# Gaming Joystick Vs Gaming Keyboard



## rahulbalmuri (Jul 17, 2011)

i'm looking to buy a keyboard for gaming...
but suggest me... joystick or keyboard which one to go for... i'm new to this


----------



## Alok (Jul 17, 2011)

Well for gaming go for a *xbox controller or dual-shock.*

xbox controller-about 1250Rs.
Dual shock- just from 250Rs


----------



## Sarath (Jul 17, 2011)

If its gaming on a computer then you will need both:

Controller: Xbox for windows ^ for *Racing, arcade etc*
Keyboard:* for RTS, FPS, MMORPG*; Depends on how much you want to spend: Check Logitech, Microsoft, Razer, Steelseries [many options- backlighting, macros, anti ghosting etc etc]. Read on!

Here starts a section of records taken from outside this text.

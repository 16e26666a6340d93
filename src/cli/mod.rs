use crate::persona::{Mode, Mood, SidebarSettings, Topic};
use clap::{Args, Parser, Subcommand};

/// Mr. Quack - a persona-driven chat duck with a guessing game and a duck quiz.
#[derive(Parser, Debug)]
#[command(name = "mrquack")]
#[command(version)]
#[command(about = "Chat with Mr. Quack, guess his number, or take the duck quiz.", long_about = None)]
pub struct Cli {
    #[command(flatten)]
    pub sidebar: SidebarArgs,

    #[command(subcommand)]
    pub command: Option<Commands>,
}

/// Settings-panel overrides for this session.
#[derive(Args, Debug, Default)]
pub struct SidebarArgs {
    /// Mr. Quack's mood
    #[arg(long, global = true, value_enum)]
    pub mood: Option<Mood>,

    /// Conversational tone
    #[arg(long, global = true, value_enum)]
    pub mode: Option<Mode>,

    /// Topic Mr. Quack enjoys (repeatable; replaces the configured topics)
    #[arg(long = "topic", global = true, value_enum)]
    pub topics: Vec<Topic>,

    /// Talk about nothing in particular (clears topics)
    #[arg(long, global = true, conflicts_with = "topics")]
    pub no_topics: bool,
}

impl SidebarArgs {
    /// Apply command-line overrides on top of configured defaults.
    pub fn apply(&self, mut settings: SidebarSettings) -> SidebarSettings {
        if let Some(mood) = self.mood {
            settings.mood = mood;
        }
        if let Some(mode) = self.mode {
            settings.mode = mode;
        }
        if self.no_topics {
            settings.topics.clear();
        } else if !self.topics.is_empty() {
            settings.topics = self.topics.iter().copied().collect();
        }
        settings
    }
}

#[derive(Subcommand, Debug, Clone, PartialEq, Eq)]
pub enum Commands {
    /// Open the interactive menu (default)
    Play,

    /// Chat with Mr. Quack
    Chat {
        /// Single message mode (don't enter interactive mode)
        #[arg(short, long)]
        message: Option<String>,
    },

    /// Play "guess the number"
    Guess,

    /// Take the duck quiz
    Quiz,

    /// Print the persona built from the current settings
    Persona,

    /// Show the config file location and effective settings
    Config,
}
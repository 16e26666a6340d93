use crate::chat::ChatOrchestrator;
use crate::cli::{Cli, Commands};
use crate::config::Config;
use crate::persona::{Page, SidebarSettings};
use crate::session::Session;
use crate::ui::style as ui;
use anyhow::Result;
use dialoguer::Select;
use std::fmt::Write as _;
use strum::IntoEnumIterator;

enum MenuItem {
    Page(Page),
    Settings,
    Quit,
}

pub async fn dispatch(cli: Cli, config: Config) -> Result<()> {
    let settings = cli.sidebar.apply(config.sidebar.clone());

    match cli.command.unwrap_or(Commands::Play) {
        Commands::Persona => {
            println!("{}", settings.persona());
            Ok(())
        }
        Commands::Config => {
            print_config(&config, &settings, &ChatOrchestrator::from_config(&config));
            Ok(())
        }
        Commands::Chat { message } => {
            let mut session = Session::from_config(&config, settings)?;
            let chat = ChatOrchestrator::from_config(&config);
            match message {
                Some(message) => super::chat::run_once(&mut session, &chat, &message).await,
                None => super::chat::run(&mut session, &chat).await,
            }
        }
        Commands::Guess => {
            let mut session = Session::from_config(&config, settings)?;
            super::guess::run(&mut session)
        }
        Commands::Quiz => {
            let mut session = Session::from_config(&config, settings)?;
            super::quiz::run(&mut session)
        }
        Commands::Play => {
            let mut session = Session::from_config(&config, settings)?;
            let chat = ChatOrchestrator::from_config(&config);
            run_menu(&mut session, &chat).await
        }
    }
}

async fn run_menu(session: &mut Session, chat: &ChatOrchestrator) -> Result<()> {
    let mut items: Vec<MenuItem> = Page::iter().map(MenuItem::Page).collect();
    items.push(MenuItem::Settings);
    items.push(MenuItem::Quit);
    let labels: Vec<String> = items
        .iter()
        .map(|item| match item {
            MenuItem::Page(page) => page.to_string(),
            MenuItem::Settings => "Settings".to_string(),
            MenuItem::Quit => "Quit".to_string(),
        })
        .collect();

    println!("  {}", ui::header("🦆 Welcome to Mr. Quack's pond"));
    let mut selected = 0;
    loop {
        println!();
        selected = Select::new()
            .with_prompt("Go to:")
            .items(&labels)
            .default(selected)
            .interact()?;

        tracing::debug!(page = labels[selected].as_str(), "Menu selection");
        match &items[selected] {
            MenuItem::Page(Page::Chat) => super::chat::run(session, chat).await?,
            MenuItem::Page(Page::MiniGame) => super::guess::run(session)?,
            MenuItem::Page(Page::DuckQuiz) => super::quiz::run(session)?,
            MenuItem::Settings => super::settings::run(&mut session.settings)?,
            MenuItem::Quit => {
                println!("  {}", ui::dim("Quack! Bye 👋"));
                return Ok(());
            }
        }
    }
}

fn print_config(config: &Config, settings: &SidebarSettings, chat: &ChatOrchestrator) {
    print!("{}", render_config(config, settings, chat));
}

/// Effective configuration, with command-line sidebar overrides applied.
fn render_config(config: &Config, settings: &SidebarSettings, chat: &ChatOrchestrator) -> String {
    let quiz_file = config.games.quiz_file.as_ref().map_or_else(
        || ui::dim("(built-in duck quiz)"),
        |path| path.display().to_string(),
    );
    let mut out = String::new();
    let _ = writeln!(out, "{}", ui::header("Mr. Quack configuration"));
    let _ = writeln!(out, "  config file: {}", config.config_path.display());
    let _ = writeln!(out, "  provider:    {} ({})", chat.provider_name(), chat.model());
    let _ = writeln!(out, "  temperature: {}", config.temperature);
    let _ = writeln!(out, "  timeout:     {}s", config.chat.timeout_secs);
    let _ = writeln!(out, "  log level:   {}", config.log_level);
    let _ = writeln!(out, "  quiz file:   {quiz_file}");
    let _ = writeln!(out, "  persona:     {}", settings.persona());
    out
}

P.S. No I am not expanding those terms above; but google will


----------



## Tenida (Jul 17, 2011)

Sarath said:


> If its gaming on a computer then you will need both:
> 
> Controller: Xbox for windows ^ for *Racing, arcade etc*
> Keyboard:* for RTS, FPS, MMORPG*;



+1
Though we can play every game with keyboard and mouse but joystick for racing and arcade is very enjoyable experience


----------



## rahulbalmuri (Jul 17, 2011)

Sarath said:


> If its gaming on a computer then you will need both:
> 
> Controller: Xbox for windows ^ for *Racing, arcade etc*
> Keyboard:* for RTS, FPS, MMORPG*; Depends on how much you want to spend: Check Logitech, Microsoft, Razer, Steelseries [many options- backlighting, macros, anti ghosting etc etc]. Read on!
> ...



how abt this... Steelseries Merc Stealth Gaming Keyboard??????


----------



## Sarath (Jul 17, 2011)

How much for that?

Looks good. More macros than any I have seen before. But I have no idea how it works. 
I can only talk about the Razer Arctosa since I have one.


----------



## Alok (Jul 17, 2011)

*Hmm i don't think there is a need of gaming keyboard for SHOOTERS or RTS. But u can go for a good shooter mouse.

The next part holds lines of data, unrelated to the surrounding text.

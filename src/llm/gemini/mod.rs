//! Google Gemini provider.
//!
//! Authentication is by API key only (config, `MRQUACK_API_KEY`,
//! `GEMINI_API_KEY` or `GOOGLE_API_KEY`). The key travels in the
//! `x-goog-api-key` header so it never shows up in request URLs or in
//! transport error messages.

use crate::llm::{
    build_provider_client, build_provider_client_with_timeout, sanitize_api_error,
    scrub_secret_patterns, traits::Provider,
};
use reqwest::Client;
use std::future::Future;
use std::pin::Pin;
use std::time::Duration;

mod types;
use types::{Content, GenerateContentRequest, GenerateContentResponse, GenerationConfig, Part};

pub const DEFAULT_API_BASE: &str = "https://generativelanguage.googleapis.com/v1beta";

const API_KEY_ENV_VARS: [&str; 3] = ["MRQUACK_API_KEY", "GEMINI_API_KEY", "GOOGLE_API_KEY"];

/// Matches the timeout of `build_provider_client`.
const DEFAULT_REQUEST_TIMEOUT: Duration = Duration::from_secs(120);

/// Extra room the HTTP client gets past the per-turn bound, so the caller's
/// own timer fires first and reports a timeout instead of a transport error.
const REQUEST_TIMEOUT_MARGIN: Duration = Duration::from_secs(5);

pub struct GeminiProvider {
    api_key: Option<String>,
    base_url: String,
    request_timeout: Duration,
    client: Client,
}

impl GeminiProvider {
    /// Create a new Gemini provider.
    ///
    /// Key priority: the explicit key, then the first non-empty variable of
    /// `MRQUACK_API_KEY`, `GEMINI_API_KEY`, `GOOGLE_API_KEY`.
    pub fn new(api_key: Option<&str>) -> Self {
        let resolved_key = api_key
            .filter(|key| !key.is_empty())
            .map(String::from)
            .or_else(|| {
                API_KEY_ENV_VARS
                    .iter()
                    .filter_map(|var| std::env::var(var).ok())
                    .find(|key| !key.is_empty())
            });

        Self {
            api_key: resolved_key,
            base_url: DEFAULT_API_BASE.to_string(),
            request_timeout: DEFAULT_REQUEST_TIMEOUT,
            client: build_provider_client(),
        }
    }

    /// Size the HTTP client for chat turns bounded by `call_timeout`.
    #[must_use]
    pub fn with_timeout(mut self, call_timeout: Duration) -> Self {
        self.request_timeout = call_timeout + REQUEST_TIMEOUT_MARGIN;
        self.client = build_provider_client_with_timeout(self.request_timeout.as_secs());
        self
    }

    pub fn request_timeout(&self) -> Duration {
        self.request_timeout
    }

    #[must_use]
    pub fn with_base_url(mut self, base_url: &str) -> Self {
        self.base_url = base_url.trim_end_matches('/').to_string();
        self
    }

    pub fn has_api_key(&self) -> bool {
        self.api_key.is_some()
    }

    fn api_key(&self) -> anyhow::Result<&str> {
        self.api_key.as_deref().ok_or_else(|| {
            anyhow::anyhow!(
                "Gemini API key not found. Options:\n\
                 1. Set GEMINI_API_KEY (or GOOGLE_API_KEY) env var\n\
                 2. Set api_key in ~/.mrquack/config.toml\n\
                 3. Get an API key from https://aistudio.google.com/app/apikey"
            )
        })
    }

    fn model_name(model: &str) -> String {
        if model.starts_with("models/") {
            model.to_string()
        } else {
            format!("models/{model}")
        }
    }

    fn build_request(
        system_prompt: Option<&str>,
        message: &str,
        temperature: f64,
    ) -> GenerateContentRequest {
        GenerateContentRequest {
            contents: vec![Content {
                role: Some("user".to_string()),
                parts: vec![Part {
                    text: message.to_string(),
                }],
            }],
            system_instruction: system_prompt.map(|sys| Content {
                role: None,
                parts: vec![Part {
                    text: sys.to_string(),
                }],
            }),
            generation_config: GenerationConfig {
                temperature,
                max_output_tokens: 8192,
            },
        }
    }

    fn extract_text(result: &GenerateContentResponse) -> anyhow::Result<String> {
        let text = result
            .candidates
            .as_ref()
            .and_then(|c| c.first())
            .and_then(|candidate| candidate.content.as_ref())
            .map(|content| {
                content
                    .parts
                    .iter()
                    .filter_map(|part| part.text.as_deref())
                    .collect::<Vec<_>>()
                    .join("\n")
            })
            .unwrap_or_default();

        if text.trim().is_empty() {
            let reason = result
                .candidates
                .as_ref()
                .and_then(|c| c.first())
                .and_then(|candidate| candidate.finish_reason.as_deref())
                .unwrap_or("no candidates");
            anyhow::bail!("No response from Gemini ({reason})");
        }

        Ok(text)
    }

    async fn call_api(
        &self,
        request: &GenerateContentRequest,
        model: &str,
    ) -> anyhow::Result<GenerateContentResponse> {
        let api_key = self.api_key()?;
        let url = format!(
            "{}/{}:generateContent",
            self.base_url,
            Self::model_name(model)
        );

        let response = self
            .client
            .post(url)
            .header("x-goog-api-key", api_key)
            .json(request)
            .send()
            .await
            .map_err(|e| {
                anyhow::anyhow!(
                    "Gemini request failed: {}",
                    scrub_secret_patterns(&e.to_string())
                )
            })?;

        if !response.status().is_success() {
            let status = response.status();
            let error_text = response.text().await.unwrap_or_default();
            anyhow::bail!(
                "Gemini API error ({status}): {}",
                sanitize_api_error(&error_text)
            );
        }

        let result: GenerateContentResponse = response.json().await?;
        if let Some(err) = result.error.as_ref() {
            anyhow::bail!("Gemini API error: {}", sanitize_api_error(&err.message));
        }

        if let Some(usage) = result.usage_metadata.as_ref() {
            tracing::debug!(
                prompt_tokens = usage.prompt_token_count,
                reply_tokens = usage.candidates_token_count,
                "Gemini usage"
            );
        }

        Ok(result)
    }
}

impl Provider for GeminiProvider {
    fn name(&self) -> &str {
        "gemini"
    }

    fn chat_with_system<'a>(
        &'a self,
        system_prompt: Option<&'a str>,
        message: &'a str,
        model: &'a str,
        temperature: f64,
    ) -> Pin<Box<dyn Future<Output = anyhow::Result<String>> + Send + 'a>> {
        Box::pin(async move {
            let request = Self::build_request(system_prompt, message, temperature);
            let result = self.call_api(&request, model).await?;
            Self::extract_text(&result)
        })
    }
}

For left genre xbox controller is best.*

Btw if u have extra money then as u like.


----------



## rahulbalmuri (Jul 18, 2011)

Sarath said:


> How much for that?
> 
> Looks good. More macros than any I have seen before. But I have no idea how it works.
> I can only talk about the Razer Arctosa since I have one.



its priced @ 4.5k


----------



## noob (Jul 18, 2011)

no need to waste that much on keyboard..even basic logitech keyboard will work great for gaming....after all you are going to press W S A D and few other keys from A-Z,CTRL,SHIFT...thats it and nothing else...what advantage will that costly keyboard will have over basic keyboard ? if not VFM IMHO


----------



## Alok (Jul 18, 2011)

^^Yeah same i was saying.


----------



## Zangetsu (Jul 18, 2011)

talktoanil said:


> no need to waste that much on keyboard..even basic logitech keyboard will work great for gaming....after all you are going to press W S A D and few other keys from A-Z,CTRL,SHIFT...thats it and nothing else...what advantage will that costly keyboard will have over basic keyboard ? if not VFM IMHO



the keyboard must be strong enough to survive long  & a normal keyboard from good brand & quality will do the job


----------



## Alok (Jul 18, 2011)

Zangetsu said:


> the keyboard must be strong enough to survive long  & a normal keyboard from good brand & quality will do the job



k those will survive long but cant give the experience as a controller for racing, and heck'nslash or sports games. U cant enjoy fifa, dmc4, re5 gta4, with keyboard-annoying control.


----------



## Sarath (Jul 18, 2011)

lol gaming keyboard= ready for abuse. Thats the basic premsie. Everything else we talk about like macros etc are just other extras of a gaming KB.

However even I advise you to go for a regular KB but a good one. Don't spend too much on it. But an entry level gaming KB will be good. Just take a look.

I bought my arctosa only for how cool it looks


----------



## rahulbalmuri (Jul 18, 2011)

Sarath said:


> lol gaming keyboard= ready for abuse. Thats the basic premsie. Everything else we talk about like macros etc are just other extras of a gaming KB.
> 
> However even I advise you to go for a regular KB but a good one. Don't spend too much on it. But an entry level gaming KB will be good. Just take a look.
> 
> I bought my arctosa only for how cool it looks



so then suggest me some basic entry level gaming keyboards(with backlit)... and link for online buying of xbox controller or anyother joystick


----------



## dinga03 (Aug 4, 2011)

what about buying Logitech gamepad (entry level) for Rs.1100 approx for arcade and games like fifa, racing etc. The gamepad with vibration will cost you like 2000-3000, i am not sure

And buying a good keyboard like TVS Gold for Rs.1200 approx. I can assure you TVS Gold is very very good, strong and lasting.


----------